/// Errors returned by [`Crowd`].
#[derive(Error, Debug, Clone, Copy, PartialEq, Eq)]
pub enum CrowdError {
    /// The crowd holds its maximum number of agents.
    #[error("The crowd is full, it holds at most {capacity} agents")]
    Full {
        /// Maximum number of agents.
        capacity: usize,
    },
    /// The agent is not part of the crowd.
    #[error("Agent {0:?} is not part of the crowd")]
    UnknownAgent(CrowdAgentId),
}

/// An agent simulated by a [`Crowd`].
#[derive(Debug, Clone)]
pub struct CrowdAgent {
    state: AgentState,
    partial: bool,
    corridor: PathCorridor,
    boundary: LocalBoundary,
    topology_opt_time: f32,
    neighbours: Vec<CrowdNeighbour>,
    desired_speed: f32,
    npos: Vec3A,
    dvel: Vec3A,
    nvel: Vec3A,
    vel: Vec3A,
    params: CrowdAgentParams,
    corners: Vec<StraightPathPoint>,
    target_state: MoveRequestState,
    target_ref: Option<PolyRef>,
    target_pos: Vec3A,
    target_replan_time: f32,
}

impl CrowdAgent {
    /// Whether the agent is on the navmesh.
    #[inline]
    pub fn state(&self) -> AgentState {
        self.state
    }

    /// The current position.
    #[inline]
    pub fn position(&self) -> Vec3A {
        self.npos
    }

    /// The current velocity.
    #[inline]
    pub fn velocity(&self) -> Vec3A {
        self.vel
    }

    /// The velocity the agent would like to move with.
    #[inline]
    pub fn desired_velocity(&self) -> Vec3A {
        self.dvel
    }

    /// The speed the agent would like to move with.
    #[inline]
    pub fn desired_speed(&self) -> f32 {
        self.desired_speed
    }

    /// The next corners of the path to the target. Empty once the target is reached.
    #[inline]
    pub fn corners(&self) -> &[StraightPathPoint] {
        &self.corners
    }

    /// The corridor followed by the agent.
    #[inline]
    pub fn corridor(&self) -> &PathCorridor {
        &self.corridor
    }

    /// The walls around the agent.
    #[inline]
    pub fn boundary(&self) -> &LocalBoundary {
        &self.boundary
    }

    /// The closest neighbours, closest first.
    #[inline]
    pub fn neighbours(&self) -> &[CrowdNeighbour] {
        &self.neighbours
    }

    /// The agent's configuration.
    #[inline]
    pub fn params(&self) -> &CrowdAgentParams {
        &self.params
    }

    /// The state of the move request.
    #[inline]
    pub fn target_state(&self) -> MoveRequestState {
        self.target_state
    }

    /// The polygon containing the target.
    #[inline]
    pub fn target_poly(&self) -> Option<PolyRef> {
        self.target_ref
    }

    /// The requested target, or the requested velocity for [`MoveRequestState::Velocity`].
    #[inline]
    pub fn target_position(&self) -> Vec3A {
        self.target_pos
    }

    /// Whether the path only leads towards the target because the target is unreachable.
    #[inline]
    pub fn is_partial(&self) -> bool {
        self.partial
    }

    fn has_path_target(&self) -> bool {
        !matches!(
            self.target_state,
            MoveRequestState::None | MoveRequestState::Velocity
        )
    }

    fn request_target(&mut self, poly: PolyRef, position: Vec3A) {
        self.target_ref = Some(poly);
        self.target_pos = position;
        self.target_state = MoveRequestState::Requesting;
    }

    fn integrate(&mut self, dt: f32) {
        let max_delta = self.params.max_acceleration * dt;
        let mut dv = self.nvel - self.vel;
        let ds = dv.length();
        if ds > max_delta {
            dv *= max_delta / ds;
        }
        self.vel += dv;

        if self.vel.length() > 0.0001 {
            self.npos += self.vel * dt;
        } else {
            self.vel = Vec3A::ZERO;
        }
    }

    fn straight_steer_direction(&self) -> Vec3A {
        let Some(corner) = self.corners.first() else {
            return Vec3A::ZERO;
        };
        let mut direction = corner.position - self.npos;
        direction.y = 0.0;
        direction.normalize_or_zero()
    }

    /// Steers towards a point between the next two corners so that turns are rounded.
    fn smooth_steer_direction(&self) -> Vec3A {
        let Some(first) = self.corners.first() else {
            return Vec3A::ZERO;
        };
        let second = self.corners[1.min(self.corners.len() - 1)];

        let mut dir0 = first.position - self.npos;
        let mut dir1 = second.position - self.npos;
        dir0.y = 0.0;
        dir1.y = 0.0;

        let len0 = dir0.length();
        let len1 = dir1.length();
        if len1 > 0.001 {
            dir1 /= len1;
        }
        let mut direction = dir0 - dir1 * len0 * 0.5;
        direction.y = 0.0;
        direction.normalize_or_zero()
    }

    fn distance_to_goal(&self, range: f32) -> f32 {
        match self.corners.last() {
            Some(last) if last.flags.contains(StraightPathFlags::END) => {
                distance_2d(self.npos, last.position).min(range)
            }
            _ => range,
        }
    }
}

=====

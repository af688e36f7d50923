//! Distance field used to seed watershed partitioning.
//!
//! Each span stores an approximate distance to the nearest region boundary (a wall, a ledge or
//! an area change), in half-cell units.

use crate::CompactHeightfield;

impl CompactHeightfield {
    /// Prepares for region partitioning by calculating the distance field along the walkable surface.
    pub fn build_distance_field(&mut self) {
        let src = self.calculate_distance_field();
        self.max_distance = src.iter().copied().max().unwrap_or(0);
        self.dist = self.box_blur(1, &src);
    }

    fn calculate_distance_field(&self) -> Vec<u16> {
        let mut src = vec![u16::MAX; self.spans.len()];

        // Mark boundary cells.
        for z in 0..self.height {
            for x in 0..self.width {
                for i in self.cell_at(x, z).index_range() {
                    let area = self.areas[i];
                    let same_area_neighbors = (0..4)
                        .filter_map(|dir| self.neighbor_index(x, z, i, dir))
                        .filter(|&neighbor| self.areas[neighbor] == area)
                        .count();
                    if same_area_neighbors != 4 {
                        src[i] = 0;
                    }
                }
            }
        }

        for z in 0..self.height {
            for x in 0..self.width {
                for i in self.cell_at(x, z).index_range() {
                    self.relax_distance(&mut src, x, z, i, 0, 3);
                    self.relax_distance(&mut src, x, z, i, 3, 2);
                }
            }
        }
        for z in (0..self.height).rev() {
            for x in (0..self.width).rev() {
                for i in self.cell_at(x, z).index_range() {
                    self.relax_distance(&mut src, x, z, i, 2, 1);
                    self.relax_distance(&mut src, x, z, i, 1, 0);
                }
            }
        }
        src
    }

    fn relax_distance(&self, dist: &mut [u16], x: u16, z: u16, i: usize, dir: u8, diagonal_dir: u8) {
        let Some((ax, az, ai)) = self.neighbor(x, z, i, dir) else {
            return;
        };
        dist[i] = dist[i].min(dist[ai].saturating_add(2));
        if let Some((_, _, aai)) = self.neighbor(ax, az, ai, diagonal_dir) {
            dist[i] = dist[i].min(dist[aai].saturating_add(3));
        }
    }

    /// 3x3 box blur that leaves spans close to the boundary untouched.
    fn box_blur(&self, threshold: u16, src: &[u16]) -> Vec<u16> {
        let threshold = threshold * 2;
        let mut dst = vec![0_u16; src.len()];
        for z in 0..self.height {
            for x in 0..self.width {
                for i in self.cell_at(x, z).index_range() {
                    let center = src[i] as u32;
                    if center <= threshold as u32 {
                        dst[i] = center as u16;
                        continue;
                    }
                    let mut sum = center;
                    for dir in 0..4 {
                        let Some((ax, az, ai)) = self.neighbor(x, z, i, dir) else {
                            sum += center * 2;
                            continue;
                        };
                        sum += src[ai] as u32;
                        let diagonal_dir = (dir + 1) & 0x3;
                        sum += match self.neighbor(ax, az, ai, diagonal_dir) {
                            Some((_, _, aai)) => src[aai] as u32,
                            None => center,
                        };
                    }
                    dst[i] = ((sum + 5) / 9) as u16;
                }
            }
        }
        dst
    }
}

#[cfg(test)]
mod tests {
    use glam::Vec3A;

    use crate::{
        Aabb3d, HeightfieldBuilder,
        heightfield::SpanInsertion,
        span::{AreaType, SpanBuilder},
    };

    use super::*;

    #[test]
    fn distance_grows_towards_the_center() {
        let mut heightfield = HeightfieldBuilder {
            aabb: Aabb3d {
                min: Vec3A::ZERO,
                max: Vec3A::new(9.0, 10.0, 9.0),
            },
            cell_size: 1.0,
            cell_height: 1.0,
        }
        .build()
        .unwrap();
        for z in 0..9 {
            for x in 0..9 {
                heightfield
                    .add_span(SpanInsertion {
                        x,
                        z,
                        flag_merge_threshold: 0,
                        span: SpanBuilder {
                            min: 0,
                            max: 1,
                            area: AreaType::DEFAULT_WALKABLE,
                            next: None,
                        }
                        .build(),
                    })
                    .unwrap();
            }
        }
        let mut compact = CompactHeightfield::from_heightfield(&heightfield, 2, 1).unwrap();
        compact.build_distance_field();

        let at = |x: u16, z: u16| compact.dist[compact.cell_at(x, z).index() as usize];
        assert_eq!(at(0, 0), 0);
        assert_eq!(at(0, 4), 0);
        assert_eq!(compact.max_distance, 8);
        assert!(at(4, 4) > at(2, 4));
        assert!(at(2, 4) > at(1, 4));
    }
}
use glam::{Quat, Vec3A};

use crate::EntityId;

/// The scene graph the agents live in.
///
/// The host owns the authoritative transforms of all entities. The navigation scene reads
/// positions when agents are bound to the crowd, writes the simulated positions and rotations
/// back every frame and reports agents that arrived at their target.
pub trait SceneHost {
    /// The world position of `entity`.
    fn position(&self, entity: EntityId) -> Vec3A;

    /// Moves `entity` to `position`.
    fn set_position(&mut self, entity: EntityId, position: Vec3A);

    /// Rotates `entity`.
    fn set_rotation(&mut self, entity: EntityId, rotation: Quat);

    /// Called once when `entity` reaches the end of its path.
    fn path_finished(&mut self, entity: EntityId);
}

=====

> **TASK INSTRUCTIONS**
When a line holds the string "spans", pull it out of the listing.

> **ANSWER SPACE**
        let mut src = vec![u16::MAX; self.spans.len()];
    /// 3x3 box blur that leaves spans close to the boundary untouched.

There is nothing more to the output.